I’m working with .CR3 files from a Canon EOS R8 with HDR PQ enabled. My monitor is HDR compatible and HDR is enabled in Windows settings.
After I export an edited photo as a Jpeg in PhotoLab 8, it looks great when viewed on my PC - be it in Windows explorer or the browser version of Google Photos. However, when I go to look at the same image in Google Photos on my Android phone it’s way too dark, losing pretty much all detail in the shadows. Changing the color space for the export doesn’t help, so does anyone have an idea of what I’m doing wrong? I’m in love with the results I’m getting on my PC so I’d love to be able to see them on other devices too haha.
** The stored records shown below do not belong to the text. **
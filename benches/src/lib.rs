//! Benchmarks live in `benches/`
use ark_bls12_381::{Fr, G1Affine};
use ark_ec::{AffineRepr, CurveGroup};
use ark_std::{
    rand::{rngs::StdRng, SeedableRng},
    UniformRand,
};
use blake2::Blake2b512;
use criterion::{black_box, criterion_group, criterion_main, BenchmarkId, Criterion};
use identity_escrow::{
    keygen, verify_many, Ciphertext, DomainParameters, IssuerParameters, IssuerSetup, TokenId,
};

macro_rules! bench_escrow {
    ($group_affine:ty, $group_name:expr, $c: ident) => {
        let mut rng = StdRng::seed_from_u64(0u64);
        let issuer =
            IssuerSetup::<$group_affine, Blake2b512>::new(b"issuer", $group_name, b"bench");
        let params = DomainParameters::new(&issuer);
        let (sk, pk) = keygen(&mut rng, &params);
        let (g, g1) = issuer.commitment_bases();
        let x_b = <$group_affine as AffineRepr>::ScalarField::rand(&mut rng);
        let o_b = <$group_affine as AffineRepr>::ScalarField::rand(&mut rng);
        let commitment = (g * x_b + g1 * o_b).into_affine();
        let token_id = TokenId::new(b"token".to_vec()).unwrap();

        $c.bench_function(&format!("Encrypt - {}", $group_name), |b| {
            b.iter(|| {
                Ciphertext::new(
                    &mut rng,
                    &params,
                    black_box(&pk),
                    black_box(&token_id),
                    black_box(&commitment),
                    black_box(&x_b),
                    black_box(&o_b),
                    None,
                )
                .unwrap()
            })
        });

        let ct = Ciphertext::new(
            &mut rng,
            &params,
            &pk,
            &token_id,
            &commitment,
            &x_b,
            &o_b,
            None,
        )
        .unwrap();

        $c.bench_function(&format!("Verify - {}", $group_name), |b| {
            b.iter(|| {
                ct.verify(
                    &params,
                    black_box(&token_id),
                    black_box(&pk),
                    black_box(&commitment),
                )
            })
        });

        let verified = ct
            .into_verified(&params, &token_id, &pk, &commitment)
            .unwrap();
        $c.bench_function(&format!("Decrypt - {}", $group_name), |b| {
            b.iter(|| sk.decrypt(black_box(&verified)))
        });
    };
}

fn escrow_benchmark(c: &mut Criterion) {
    bench_escrow!(G1Affine, "BLS12-381 G1", c);
    bench_escrow!(ark_secp256r1::Affine, "P-256", c);
}

fn verify_many_benchmark(c: &mut Criterion) {
    let mut rng = StdRng::seed_from_u64(0u64);
    let issuer = IssuerSetup::<G1Affine, Blake2b512>::new(b"issuer", "BLS12-381 G1", b"bench");
    let params = DomainParameters::new(&issuer);
    let (_, pk) = keygen(&mut rng, &params);
    let (g, g1) = issuer.commitment_bases();

    let counts = [1, 4, 16, 64];
    let mut group = c.benchmark_group("Verify many");
    for count in counts {
        let mut cts = vec![];
        let mut token_ids = vec![];
        let mut commitments = vec![];
        for i in 0..count {
            let (x_b, o_b) = (Fr::rand(&mut rng), Fr::rand(&mut rng));
            let commitment = (g * x_b + g1 * o_b).into_affine();
            let token_id = TokenId::new((i as u32).to_le_bytes().to_vec()).unwrap();
            cts.push(
                Ciphertext::new(
                    &mut rng,
                    &params,
                    &pk,
                    &token_id,
                    &commitment,
                    &x_b,
                    &o_b,
                    None,
                )
                .unwrap(),
            );
            token_ids.push(token_id);
            commitments.push(commitment);
        }
        let items = (0..count)
            .map(|i| (&cts[i], &token_ids[i], &commitments[i]))
            .collect::<Vec<_>>();
        group.bench_with_input(
            BenchmarkId::from_parameter(format!("{} ciphertexts", count)),
            &items,
            |b, items| b.iter(|| verify_many(&params, black_box(&pk), black_box(items))),
        );
    }
    group.finish();
}

criterion_group!(benches, escrow_benchmark, verify_many_benchmark);
criterion_main!(benches);
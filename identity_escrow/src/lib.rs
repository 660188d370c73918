#![cfg_attr(not(feature = "std"), no_std)]
#![allow(non_snake_case)]

//! # Identity escrow
//!
//! Verifiable encryption of an attribute committed in a credential presentation to an auditor. The verifier of a
//! presentation learns a ciphertext and a proof that it encrypts the committed attribute, without learning the
//! attribute. The auditor can later decrypt the ciphertext to a pseudonym of the attribute, `ge * x_b`, and
//! use it to look up the identity.
//!
//! - [`setup`]: issuer parameters and the domain parameters derived from them
//! - [`keys`]: auditor's key pair
//! - [`randomness`]: randomness sources for encryption
//! - [`encryption`]: encryption, proof verification and decryption
//! - [`presentation`]: adapters for credential presentations
//! - [`wire`]: JSON wire form and its binding to an issuer
//!
//! The scheme is generic over the group and the hash. Proofs are made non-interactive with Fiat-Shamir, hashing the
//! public inputs, the issuer UID and the presentation token's identifier.

pub mod encryption;
pub mod error;
pub mod keys;
pub mod presentation;
pub mod randomness;
pub mod setup;
mod util;
pub mod wire;

pub type Result<T, E = error::IdEscrowError> = core::result::Result<T, E>;

pub use encryption::{verify_many, Ciphertext, Proof, Pseudonym, TokenId, VerifiedCiphertext};
pub use error::IdEscrowError;
pub use keys::{keygen, PrivateKey, PublicKey};
pub use setup::{DomainParameters, IssuerParameters, IssuerSetup};
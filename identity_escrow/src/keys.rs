//! Keys of the auditor. The private key `x` is a non-zero scalar and the public key is `H = ge * x`.

use crate::{
    error::IdEscrowError, setup::DomainParameters, util::validate_group_element, Result,
};
use ark_ec::{AffineRepr, CurveGroup};
use ark_ff::{PrimeField, Zero};
use ark_serialize::{
    CanonicalDeserialize, CanonicalSerialize, Compress, SerializationError, Valid, Validate,
};
use ark_std::{io::Read, rand::RngCore, vec::Vec};
use digest::Digest;
use zeroize::{Zeroize, ZeroizeOnDrop};

/// Private key of the auditor. Only the auditor holds it and it is only needed for decryption.
#[derive(Clone, Debug, PartialEq, Eq, Zeroize, ZeroizeOnDrop, CanonicalSerialize)]
pub struct PrivateKey<F: PrimeField>(pub(crate) F);

impl<F: PrimeField> Valid for PrivateKey<F> {
    fn check(&self) -> Result<(), SerializationError> {
        self.0.check()?;
        if self.0.is_zero() {
            return Err(SerializationError::InvalidData);
        }
        Ok(())
    }
}

impl<F: PrimeField> CanonicalDeserialize for PrivateKey<F> {
    fn deserialize_with_mode<R: Read>(
        reader: R,
        compress: Compress,
        validate: Validate,
    ) -> Result<Self, SerializationError> {
        let sk = Self(F::deserialize_with_mode(reader, compress, Validate::No)?);
        if validate == Validate::Yes {
            sk.check()?;
        }
        Ok(sk)
    }
}

#[derive(Clone, Debug, PartialEq, Eq, CanonicalSerialize, CanonicalDeserialize)]
pub struct PublicKey<G: AffineRepr>(pub G);

impl<F: PrimeField> PrivateKey<F> {
    pub fn generate<R: RngCore>(rng: &mut R) -> Self {
        let mut x = F::rand(rng);
        while x.is_zero() {
            x = F::rand(rng);
        }
        Self(x)
    }

    pub fn new(x: F) -> Result<Self> {
        if x.is_zero() {
            return Err(IdEscrowError::ZeroPrivateKey);
        }
        Ok(Self(x))
    }

    pub fn scalar(&self) -> &F {
        &self.0
    }
}

impl<G: AffineRepr> PublicKey<G> {
    /// `H = ge * x`
    pub fn derive<D: Digest>(
        params: &DomainParameters<G, D>,
        private_key: &PrivateKey<G::ScalarField>,
    ) -> Self {
        Self(
            params
                .ge()
                .mul_bigint(private_key.0.into_bigint())
                .into_affine(),
        )
    }

    /// Check that this is the public key of the given private key
    pub fn verify_consistency<D: Digest>(
        &self,
        params: &DomainParameters<G, D>,
        private_key: &PrivateKey<G::ScalarField>,
    ) -> Result<()> {
        if private_key.0.is_zero() {
            return Err(IdEscrowError::ZeroPrivateKey);
        }
        if Self::derive(params, private_key) != *self {
            return Err(IdEscrowError::PublicKeyMismatch);
        }
        Ok(())
    }

    /// Check that the key is a non-identity element of the prime order subgroup. Should be done on any key
    /// received from elsewhere before encrypting to it.
    pub fn verify_well_formed(&self) -> Result<()> {
        validate_group_element(&self.0)?;
        if self.0.is_zero() {
            return Err(IdEscrowError::IdentityGroupElement);
        }
        Ok(())
    }
}

pub fn keygen<R: RngCore, G: AffineRepr, D: Digest>(
    rng: &mut R,
    params: &DomainParameters<G, D>,
) -> (PrivateKey<G::ScalarField>, PublicKey<G>) {
    let sk = PrivateKey::generate(rng);
    let pk = PublicKey::derive(params, &sk);
    (sk, pk)
}
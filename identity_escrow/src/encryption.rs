//! Verifiable encryption of a committed attribute to the auditor.
//!
//! Given a Pedersen commitment `C_xb = g * x_b + g1 * o_b` to attribute `x_b`, the prover encrypts the pseudonym
//! `ge * x_b` with Elgamal under the auditor's key `H` and proves that the ciphertext encrypts the committed value:
//! 1. Elgamal encryption with randomness `r`: `E1 = ge * r`, `E2 = H * r + ge * x_b`
//! 2. Prover picks blindings `xb'`, `r'`, `ob'` and computes `C_xb' = g * xb' + g1 * ob'`, `E1' = ge * r'` and
//!    `E2' = ge * xb' + H * r'`
//! 3. Challenge `c` is the hash of the issuer UID, the token identifier, `H`, `C_xb`, `E1`, `E2`, `C_xb'`, `E1'`,
//!    `E2'` and the optional label
//! 4. Responses are `rXb = xb' - c * x_b`, `rR = r' - c * r` and `rOb = ob' - c * o_b`
//! 5. Verifier computes `C_xb' = g * rXb + g1 * rOb + C_xb * c`, `E1' = ge * rR + E1 * c` and
//!    `E2' = ge * rXb + H * rR + E2 * c` and checks that hashing them as in step 3 gives `c`
//!
//! The auditor decrypts a verified ciphertext to the pseudonym `E2 - E1 * x`.

use crate::{
    error::IdEscrowError,
    keys::{PrivateKey, PublicKey},
    randomness::{RandomnessSource, SampledRandomness},
    setup::DomainParameters,
    util::validate_group_element,
    Result,
};
use ark_ec::{AffineRepr, CurveGroup, VariableBaseMSM};
use ark_ff::PrimeField;
use ark_serialize::{CanonicalDeserialize, CanonicalSerialize, Valid};
use ark_std::{cfg_iter, end_timer, io::Write, rand::RngCore, start_timer, vec, vec::Vec};
use digest::Digest;
use schnorr_pok::compute_random_oracle_challenge;

#[cfg(feature = "parallel")]
use rayon::prelude::*;

/// Identifier of the presentation token. Binds the proof to a single credential presentation.
#[derive(Clone, Debug, PartialEq, Eq, CanonicalSerialize)]
pub struct TokenId(Vec<u8>);

impl TokenId {
    pub fn new(id: impl Into<Vec<u8>>) -> Result<Self> {
        let id = id.into();
        if id.is_empty() {
            return Err(IdEscrowError::EmptyTokenId);
        }
        Ok(Self(id))
    }

    pub fn as_bytes(&self) -> &[u8] {
        &self.0
    }
}

/// Challenge and responses of the Sigma protocol
#[derive(Clone, Debug, PartialEq, Eq, CanonicalSerialize, CanonicalDeserialize)]
pub struct Proof<F: PrimeField> {
    pub c: F,
    pub r_xb: F,
    pub r_r: F,
    pub r_ob: F,
}

/// Elgamal encryption of the pseudonym `ge * x_b` along with the proof that it encrypts the committed attribute
#[derive(Clone, Debug, PartialEq, Eq, CanonicalSerialize, CanonicalDeserialize)]
pub struct Ciphertext<G: AffineRepr> {
    /// `ge * r`
    pub E1: G,
    /// `H * r + ge * x_b`
    pub E2: G,
    /// Optional public data bound to the proof. It is authenticated but not encrypted.
    pub label: Option<Vec<u8>>,
    pub proof: Proof<G::ScalarField>,
}

/// A ciphertext whose proof has been verified. Only such ciphertexts can be decrypted.
#[derive(Clone, Debug, PartialEq, Eq)]
pub struct VerifiedCiphertext<G: AffineRepr>(Ciphertext<G>);

/// The decrypted value `ge * x_b`. Stable for an attribute across presentations and not reversible to `x_b`.
#[derive(Clone, Debug, PartialEq, Eq, CanonicalSerialize, CanonicalDeserialize)]
pub struct Pseudonym<G: AffineRepr>(pub G);

/// Public inputs of the proof, in the order they are hashed
struct Statement<'a, G: AffineRepr> {
    uid: &'a [u8],
    token_id: &'a TokenId,
    public_key: &'a G,
    commitment: &'a G,
    E1: &'a G,
    E2: &'a G,
    label: &'a Option<Vec<u8>>,
}

impl<'a, G: AffineRepr> Statement<'a, G> {
    /// Variable length fields are length prefixed and the label carries a presence flag so that no 2 distinct
    /// statements serialize to the same bytes.
    fn challenge_contribution<W: Write>(
        &self,
        t_commitment: &G,
        t_E1: &G,
        t_E2: &G,
        mut writer: W,
    ) -> Result<()> {
        self.uid.serialize_compressed(&mut writer)?;
        self.token_id.serialize_compressed(&mut writer)?;
        self.public_key.serialize_compressed(&mut writer)?;
        self.commitment.serialize_compressed(&mut writer)?;
        self.E1.serialize_compressed(&mut writer)?;
        self.E2.serialize_compressed(&mut writer)?;
        t_commitment.serialize_compressed(&mut writer)?;
        t_E1.serialize_compressed(&mut writer)?;
        t_E2.serialize_compressed(&mut writer)?;
        self.label.serialize_compressed(&mut writer)?;
        Ok(())
    }

    fn challenge<D: Digest>(&self, t_commitment: &G, t_E1: &G, t_E2: &G) -> Result<G::ScalarField> {
        let mut challenge_bytes = vec![];
        self.challenge_contribution(t_commitment, t_E1, t_E2, &mut challenge_bytes)?;
        Ok(compute_random_oracle_challenge::<G::ScalarField, D>(
            &challenge_bytes,
        ))
    }
}

impl<G: AffineRepr> Ciphertext<G> {
    /// Encrypt attribute `x_b` committed in `commitment` with opening `o_b`, sampling fresh randomness from `rng`
    pub fn new<R: RngCore, D: Digest>(
        rng: &mut R,
        params: &DomainParameters<G, D>,
        public_key: &PublicKey<G>,
        token_id: &TokenId,
        commitment: &G,
        x_b: &G::ScalarField,
        o_b: &G::ScalarField,
        label: Option<Vec<u8>>,
    ) -> Result<Self> {
        Self::new_with_randomness(
            &mut SampledRandomness(rng),
            params,
            public_key,
            token_id,
            commitment,
            x_b,
            o_b,
            label,
        )
    }

    /// Same as `Self::new` but takes the randomness from the given source
    pub fn new_with_randomness<S: RandomnessSource<G::ScalarField>, D: Digest>(
        randomness: &mut S,
        params: &DomainParameters<G, D>,
        public_key: &PublicKey<G>,
        token_id: &TokenId,
        commitment: &G,
        x_b: &G::ScalarField,
        o_b: &G::ScalarField,
        label: Option<Vec<u8>>,
    ) -> Result<Self> {
        let encrypt_time = start_timer!(|| "Identity escrow encryption");
        let randomness = randomness.next_bundle()?;
        let ge = *params.ge();
        let (g, g1) = params.commitment_bases();
        let H = public_key.0;

        let E1 = ge.mul_bigint(randomness.r.into_bigint());
        let E2 = G::Group::msm_unchecked(&[H, ge], &[randomness.r, *x_b]);
        let t_commitment = G::Group::msm_unchecked(
            &[*g, *g1],
            &[randomness.xb_blinding, randomness.ob_blinding],
        );
        let t_E1 = ge.mul_bigint(randomness.r_blinding.into_bigint());
        let t_E2 = G::Group::msm_unchecked(
            &[ge, H],
            &[randomness.xb_blinding, randomness.r_blinding],
        );
        let points = G::Group::normalize_batch(&[E1, E2, t_commitment, t_E1, t_E2]);
        let (E1, E2) = (points[0], points[1]);

        let c = Statement {
            uid: params.uid(),
            token_id,
            public_key: &H,
            commitment,
            E1: &E1,
            E2: &E2,
            label: &label,
        }
        .challenge::<D>(&points[2], &points[3], &points[4])?;

        let proof = Proof {
            c,
            r_xb: randomness.xb_blinding - c * x_b,
            r_r: randomness.r_blinding - c * randomness.r,
            r_ob: randomness.ob_blinding - c * o_b,
        };
        end_timer!(encrypt_time);
        Ok(Self {
            E1,
            E2,
            label,
            proof,
        })
    }

    /// Returns true only if the ciphertext is well-formed and its proof verifies for the given token, public key
    /// and commitment. Use `Self::check_proof` to learn why verification failed.
    pub fn verify<D: Digest>(
        &self,
        params: &DomainParameters<G, D>,
        token_id: &TokenId,
        public_key: &PublicKey<G>,
        commitment: &G,
    ) -> bool {
        self.check_proof(params, token_id, public_key, commitment).is_ok()
    }

    /// Like `Self::verify` but returns `InvalidGroupElement` or `InvalidFieldElement` for malformed inputs and
    /// `InvalidProof` when the inputs are well-formed but the proof is wrong.
    pub fn check_proof<D: Digest>(
        &self,
        params: &DomainParameters<G, D>,
        token_id: &TokenId,
        public_key: &PublicKey<G>,
        commitment: &G,
    ) -> Result<()> {
        let verify_time = start_timer!(|| "Identity escrow verification");
        let result = self
            .recompute_challenge(params, token_id, public_key, commitment)
            .and_then(|challenge| {
                if challenge != self.proof.c {
                    return Err(IdEscrowError::InvalidProof);
                }
                Ok(())
            });
        end_timer!(verify_time);
        result
    }

    /// Validates the inputs and computes the challenge from the verification equations
    fn recompute_challenge<D: Digest>(
        &self,
        params: &DomainParameters<G, D>,
        token_id: &TokenId,
        public_key: &PublicKey<G>,
        commitment: &G,
    ) -> Result<G::ScalarField> {
        validate_group_element(&self.E1)?;
        validate_group_element(&self.E2)?;
        validate_group_element(commitment)?;
        validate_group_element(&public_key.0)?;
        self.proof
            .check()
            .map_err(|_| IdEscrowError::InvalidFieldElement)?;

        let ge = *params.ge();
        let (g, g1) = params.commitment_bases();
        let H = public_key.0;
        let Proof { c, r_xb, r_r, r_ob } = self.proof;

        let t_commitment = G::Group::msm_unchecked(&[*g, *g1, *commitment], &[r_xb, r_ob, c]);
        let t_E1 = G::Group::msm_unchecked(&[ge, self.E1], &[r_r, c]);
        let t_E2 = G::Group::msm_unchecked(&[ge, H, self.E2], &[r_xb, r_r, c]);
        let t = G::Group::normalize_batch(&[t_commitment, t_E1, t_E2]);

        Statement {
            uid: params.uid(),
            token_id,
            public_key: &H,
            commitment,
            E1: &self.E1,
            E2: &self.E2,
            label: &self.label,
        }
        .challenge::<D>(&t[0], &t[1], &t[2])
    }

    /// Verifies the proof and on success returns the ciphertext in a form that can be decrypted
    pub fn into_verified<D: Digest>(
        self,
        params: &DomainParameters<G, D>,
        token_id: &TokenId,
        public_key: &PublicKey<G>,
        commitment: &G,
    ) -> Result<VerifiedCiphertext<G>> {
        self.check_proof(params, token_id, public_key, commitment)?;
        Ok(VerifiedCiphertext(self))
    }
}

impl<G: AffineRepr> VerifiedCiphertext<G> {
    pub fn ciphertext(&self) -> &Ciphertext<G> {
        &self.0
    }

    pub fn into_inner(self) -> Ciphertext<G> {
        self.0
    }
}

impl<F: PrimeField> PrivateKey<F> {
    /// Recover the pseudonym `E2 - E1 * x`
    pub fn decrypt<G: AffineRepr<ScalarField = F>>(
        &self,
        ciphertext: &VerifiedCiphertext<G>,
    ) -> Pseudonym<G> {
        let decrypt_time = start_timer!(|| "Identity escrow decryption");
        let ct = &ciphertext.0;
        let pseudonym = (ct.E2.into_group() - ct.E1.mul_bigint(self.0.into_bigint())).into_affine();
        end_timer!(decrypt_time);
        Pseudonym(pseudonym)
    }
}

impl<G: AffineRepr> Pseudonym<G> {
    /// Pseudonym `ge * x_b` that a ciphertext of attribute `x_b` decrypts to
    pub fn from_attribute<D: Digest>(params: &DomainParameters<G, D>, x_b: &G::ScalarField) -> Self {
        Self(params.ge().mul_bigint(x_b.into_bigint()).into_affine())
    }
}

/// Verify several ciphertexts encrypted to the same auditor. Each item is a ciphertext with its token identifier and
/// attribute commitment. Returns the result of each verification in the same order.
pub fn verify_many<G: AffineRepr, D: Digest>(
    params: &DomainParameters<G, D>,
    public_key: &PublicKey<G>,
    items: &[(&Ciphertext<G>, &TokenId, &G)],
) -> Vec<bool> {
    cfg_iter!(items)
        .map(|(ciphertext, token_id, commitment)| {
            ciphertext.verify(params, token_id, public_key, commitment)
        })
        .collect()
}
While editing with HDR disabled in Windows and the monitor switched to standard mode does help, that has me confused as to whether or not I’m losing information from the photo by doing it like that? Doesn’t this mean that I’m not taking advantage of HDR and I might as well turn it off in-camera too? I also can’t get quite the same end result in terms of shadow details while keeping the rest of the image from being too bright.
I apologize for the basic questions, I’m unfamiliar with HDR workflows.
HDR monitors are useful only for gaming and 4K movies with HDR support.
Not for photo editing, so it’s better left off.
The HDR option in some cameras or in editing programs is a very different thing from HDR in the monitor (the fact that they have the same name is misleading): it’s just a way to “compress” tones in a normal JPEG by combining multiple exposure. But the end result still is better viewed with the monitor set to a standard gamut and brightness… at least until they will invent a new format which can exploit HDR monitors (and anyway, in that case the printing results will be VERY different, as paper still cannot reproduce the contrast and brightness of a screen).
Photolab does not support any editing in HDR. The only program that supports HDR image editing (not to confuse with the stacking of several images with different exposures) that I am aware of is Lightroom. And even in Lightroom, you have to export to heif format, as 8-bit jpgs do not support hdr neither.
Ok, but here we were speaking of a supposed Photolab issue.
Anyway, even with Lightwoom, the problem is that the output (which I suppose to be a JPEG or a TIFF) is too dark when viewed on other devices or printed. This is what I mean when I say that an HDR monitor is useless for photos if the intent is to share them on non-HDR devices.
Side note as this is a Lightroom issue but I’ve also tried the same workflow in Lightroom, which correctly recognizes the CR3s as HDR and enables its own HDR features. Unfortunately, even with Soft Proofing turned on and the JPEGs exported as HDR P3 they show up dark. It’s weird because Google Photos on my S24 Ultra correctly recognizes the Lightroom JPEG as Ultra HDR but it’s still too dark. Meanwhile JPEGs exported from Photolab don’t show up as Ultra HDR.
Thanks anyway, I guess for now I’ll just edit and export stuff with SDR only in mind.
It is a sad fact that we can not predict the qualities of other people’s viewing devices when we edit our photos. If we share a photo widely, it could be viewed on darker or brighter devices than our own and colours may not be seen as intended, no matter how fastidious we are in our setup and presentation.
Personally, I prefer viewing my photos on screen and the brightness is adjusted to suit, on my computer, phone or tablet. I do many things with my computer other than photo editing and having it set up with very low brightness permanently would be unwanted. Perhaps there’s a way of easily switching between two monitor setups but I’ve not discovered it.
However, photos that look good on my screens will almost certainly be too dark if printed and I am faced with the prospect of dimming my computer screen and re-editing my photos if I would like to print them. I have tried various methods of just brightening previously edited photos with variable success and would like advice on that. “Your monitor is too bright” is unhelpful when you’re a time pressed amateur who just wants a print once in a while.
Just a thought to end: DxO are complicit in all of this. If you just accepted the auto everything results from Photolab, the result would best suit being viewed on a bright screen.
stuck
(Canon, PL7+FP7+VP3 on Win 10 + GTX 1050ti)
11
I have a Dell monitor and Dell provides software called ‘Dell Display Manager’ that allows me to set which mode is used for which application. Thus for normal use the monitor runs in its ‘standard’ mode but when I open a photo editing application it switches to a hardware profiled mode that corresponds to Adobe RGB and which also adjusts the brightness.
I don’t know for sure but I believe that BENQ provide similar software for their photo monitors and I’d be surprised if Ezio don’t have an equivalent.
The monitor is not part of the PC and may be used to display from different devices. I also may choose to use one profile while editing an image that I want to view on a display and different profiles for editing to print on matte paper versus glossy paper.
Thank you so much for the example. I have found that there is Philips SmartControl software available for my monitor that has “Application Preset Mode”. I shall be trying this out in the new year.
I’ll also add another consideration: HDR screens are the least standardized thing ever. Even if you display the same photo/movie on two HDR compatible screens, their maximum luminance and contrast may vary A LOT. So, it’s almost impossible to get the same rendition on two different devices.